## Exercise directions
Transcribe the data exactly, stopping after the "assert_eq!(spec.kind, FormatKind::RoundTrip);" line.

## Records shown
//! Tests for numeric text conversion.

use super::*;
use crate::error::FormatError;

fn fmt(value: f64, spec: &str) -> String {
    let spec = NumberFormat::parse(spec).unwrap();
    format_f64(value, &spec, NumberLocale::invariant())
}

// =============================================================================
// SPECIFIER PARSING
// =============================================================================

#[test]
fn empty_specifier_is_f2() {
    assert_eq!(NumberFormat::parse("").unwrap(), NumberFormat::fixed(2));
    assert_eq!(NumberFormat::default(), NumberFormat::fixed(2));
}

#[test]
fn parses_letter_case_and_precision() {
    let spec = NumberFormat::parse("e10").unwrap();
    assert_eq!(spec.kind, FormatKind::Exponential);
    assert_eq!(spec.precision, Some(10));
    assert!(!spec.uppercase);

    let spec: NumberFormat = "R".parse().unwrap();
    assert_eq!(spec.kind, FormatKind::RoundTrip);
    assert_eq!(spec.precision, None);
}

#[test]
fn rejects_unknown_letter() {
    assert_eq!(
        NumberFormat::parse("Q2"),
        Err(FormatError::InvalidSpecifier("Q2".to_string()))
    );
}

#[test]
fn rejects_integer_only_letters() {
    assert_eq!(
        NumberFormat::parse("D4"),
        Err(FormatError::IntegerOnlySpecifier('D'))
    );
    assert_eq!(
        NumberFormat::parse("x"),
        Err(FormatError::IntegerOnlySpecifier('x'))
    );
}

#[test]
fn rejects_custom_formats() {
    for spec in ["0.00", "#,##0", "F2x", " F2"] {
        assert_eq!(
            NumberFormat::parse(spec),
            Err(FormatError::CustomFormatUnsupported(spec.to_string())),
            "{spec}"
        );
    }
}

#[test]
fn rejects_excessive_precision() {
    match NumberFormat::parse("F100") {
        Err(FormatError::PrecisionOutOfRange { precision, max, .. }) => {
            assert_eq!(precision, 100);
            assert_eq!(max, 99);
        }
        other => panic!("expected precision error, got {other:?}"),
    }
    assert!(matches!(
        NumberFormat::parse("F999999999999999999999999"),
        Err(FormatError::PrecisionOutOfRange { precision: usize::MAX, .. })
    ));
}

// =============================================================================
// FIXED AND NUMBER
// =============================================================================

#[test]
fn fixed_point() {
    assert_eq!(fmt(0.0, "F2"), "0.00");
    assert_eq!(fmt(1.005, "F1"), "1.0");
    assert_eq!(fmt(3.14159, "F3"), "3.142");
    assert_eq!(fmt(2.4, "F0"), "2");
    assert_eq!(fmt(1234567.891, "F"), "1234567.89");
    assert_eq!(fmt(-7.26, "F1"), "-7.3");
}

#[test]
fn halfway_values_round_away_from_zero() {
    assert_eq!(fmt(0.125, "F2"), "0.13");
    assert_eq!(fmt(2.5, "F0"), "3");
    assert_eq!(fmt(0.5, "F0"), "1");
    assert_eq!(fmt(-0.125, "F2"), "-0.13");
    assert_eq!(fmt(0.25, "F1"), "0.3");
    assert_eq!(fmt(0.75, "F1"), "0.8");
    assert_eq!(fmt(1_234_567.5, "N0"), "1,234,568");
    assert_eq!(fmt(0.125, "P0"), "13 %");
}

#[test]
fn halfway_rounding_carries_into_integral_digits() {
    assert_eq!(fmt(9.5, "F0"), "10");
    assert_eq!(fmt(99.95, "F1"), "100.0");
    assert_eq!(fmt(999.5, "N0"), "1,000");
}

#[test]
fn values_just_below_halfway_round_down() {
    // 1.005 and 2.675 are stored slightly below their decimal literals.
    assert_eq!(fmt(1.005, "F2"), "1.00");
    assert_eq!(fmt(2.675, "F2"), "2.67");
    assert_eq!(fmt(0.05, "F0"), "0");
}

#[test]
fn negative_zero_keeps_sign() {
    assert_eq!(fmt(-0.0, "F2"), "-0.00");
    assert_eq!(fmt(-0.001, "F2"), "-0.00");
}

#[test]
fn number_groups_integral_digits() {
    assert_eq!(fmt(1234567.891, "N2"), "1,234,567.89");
    assert_eq!(fmt(123456.0, "N0"), "123,456");
    assert_eq!(fmt(999.0, "N1"), "999.0");
    assert_eq!(fmt(-1000.0, "N"), "-1,000.00");
}

// =============================================================================
// EXPONENTIAL, GENERAL, ROUND-TRIP, PERCENT
// =============================================================================

#[test]
fn exponential() {
    assert_eq!(fmt(1234.5, "E"), "1.234500E+003");
    assert_eq!(fmt(1234.5, "e2"), "1.23e+003");
    assert_eq!(fmt(0.000123, "E1"), "1.2E-004");
    assert_eq!(fmt(0.0, "E0"), "0E+000");
    assert_eq!(fmt(-5.0, "E1"), "-5.0E+000");
}

#[test]
fn exponential_and_general_round_halfway_away_from_zero() {
    assert_eq!(fmt(2.25, "E1"), "2.3E+000");
    assert_eq!(fmt(0.75, "E0"), "8E-001");
    assert_eq!(fmt(9.5, "E0"), "1E+001");
    assert_eq!(fmt(1.25, "G2"), "1.3");
    assert_eq!(fmt(9.5, "G1"), "1E+01");
    assert_eq!(fmt(0.125, "G2"), "0.13");
}

#[test]
fn general_shortest() {
    assert_eq!(fmt(0.0, "G"), "0");
    assert_eq!(fmt(1.5, "G"), "1.5");
    assert_eq!(fmt(100.0, "G"), "100");
    assert_eq!(fmt(0.1, "G"), "0.1");
    assert_eq!(fmt(0.0001, "G"), "0.0001");
    assert_eq!(fmt(0.00001, "G"), "1E-05");
    assert_eq!(fmt(123456789012345.0, "G"), "123456789012345");
    assert_eq!(fmt(1e15, "G"), "1E+15");
    assert_eq!(fmt(1e15, "g"), "1e+15");
}

#[test]
fn general_with_precision() {
    assert_eq!(fmt(12345.6789, "G4"), "1.235E+04");
    assert_eq!(fmt(12.3456, "G4"), "12.35");
    assert_eq!(fmt(1.0, "G3"), "1");
    assert_eq!(fmt(123.0, "G3"), "123");
    assert_eq!(fmt(1234.0, "G3"), "1.23E+03");
}

#[test]
fn round_trip_reads_back() {
    let value = 0.1 + 0.2;
    let text = fmt(value, "R");
    assert_eq!(text, "0.30000000000000004");
    assert_eq!(text.parse::<f64>().unwrap(), value);
}

#[test]
fn percent() {
    assert_eq!(fmt(0.125, "P1"), "12.5 %");
    assert_eq!(fmt(12.0, "P0"), "1,200 %");
    assert_eq!(fmt(-0.5, "P"), "-50.00 %");
}

// =============================================================================
// SPECIAL VALUES AND LOCALES
// =============================================================================

#[test]
fn special_values_ignore_specifier() {
    assert_eq!(fmt(f64::NAN, "F2"), "NaN");
    assert_eq!(fmt(f64::INFINITY, "E3"), "Infinity");
    assert_eq!(fmt(f64::NEG_INFINITY, "N"), "-Infinity");
}

#[test]
fn custom_locale_separators() {
    let locale = NumberLocale::invariant()
        .clone()
        .with_decimal_separator(",")
        .with_group_separator(".");
    let spec = NumberFormat::parse("N2").unwrap();
    assert_eq!(format_f64(1234.5, &spec, &locale), "1.234,50");

    let spec = NumberFormat::parse("E1").unwrap();
    assert_eq!(format_f64(1234.5, &spec, &locale), "1,2E+003");
}

#[test]
fn custom_locale_digits_and_symbols() {
    let locale = NumberLocale::default()
        .with_decimal_digits(4)
        .with_negative_sign("~")
        .with_group_size(0)
        .with_special_symbols("nan", "inf", "-inf");
    let spec = NumberFormat::parse("N").unwrap();
    assert_eq!(format_f64(-12345.0, &spec, &locale), "~12345.0000");
    assert_eq!(format_f64(f64::INFINITY, &spec, &locale), "inf");
}

#[test]
fn components_join_with_comma_space() {
    let text = format_components(&[1.0, -2.5], None, None).unwrap();
    assert_eq!(text, "(1.00, -2.50)");

    let text = format_components(&[1.0, 2.0, 3.0], Some("F0"), None).unwrap();
    assert_eq!(text, "(1, 2, 3)");
}

#[test]
fn components_propagate_parse_errors() {
    assert!(format_components(&[1.0], Some("Z"), None).is_err());
}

## Task answer
//! Tests for numeric text conversion.

use super::*;
use crate::error::FormatError;

fn fmt(value: f64, spec: &str) -> String {
    let spec = NumberFormat::parse(spec).unwrap();
    format_f64(value, &spec, NumberLocale::invariant())
}

// =============================================================================
// SPECIFIER PARSING
// =============================================================================

#[test]
fn empty_specifier_is_f2() {
    assert_eq!(NumberFormat::parse("").unwrap(), NumberFormat::fixed(2));
    assert_eq!(NumberFormat::default(), NumberFormat::fixed(2));
}

#[test]
fn parses_letter_case_and_precision() {
    let spec = NumberFormat::parse("e10").unwrap();
    assert_eq!(spec.kind, FormatKind::Exponential);
    assert_eq!(spec.precision, Some(10));
    assert!(!spec.uppercase);

    let spec: NumberFormat = "R".parse().unwrap();
    assert_eq!(spec.kind, FormatKind::RoundTrip);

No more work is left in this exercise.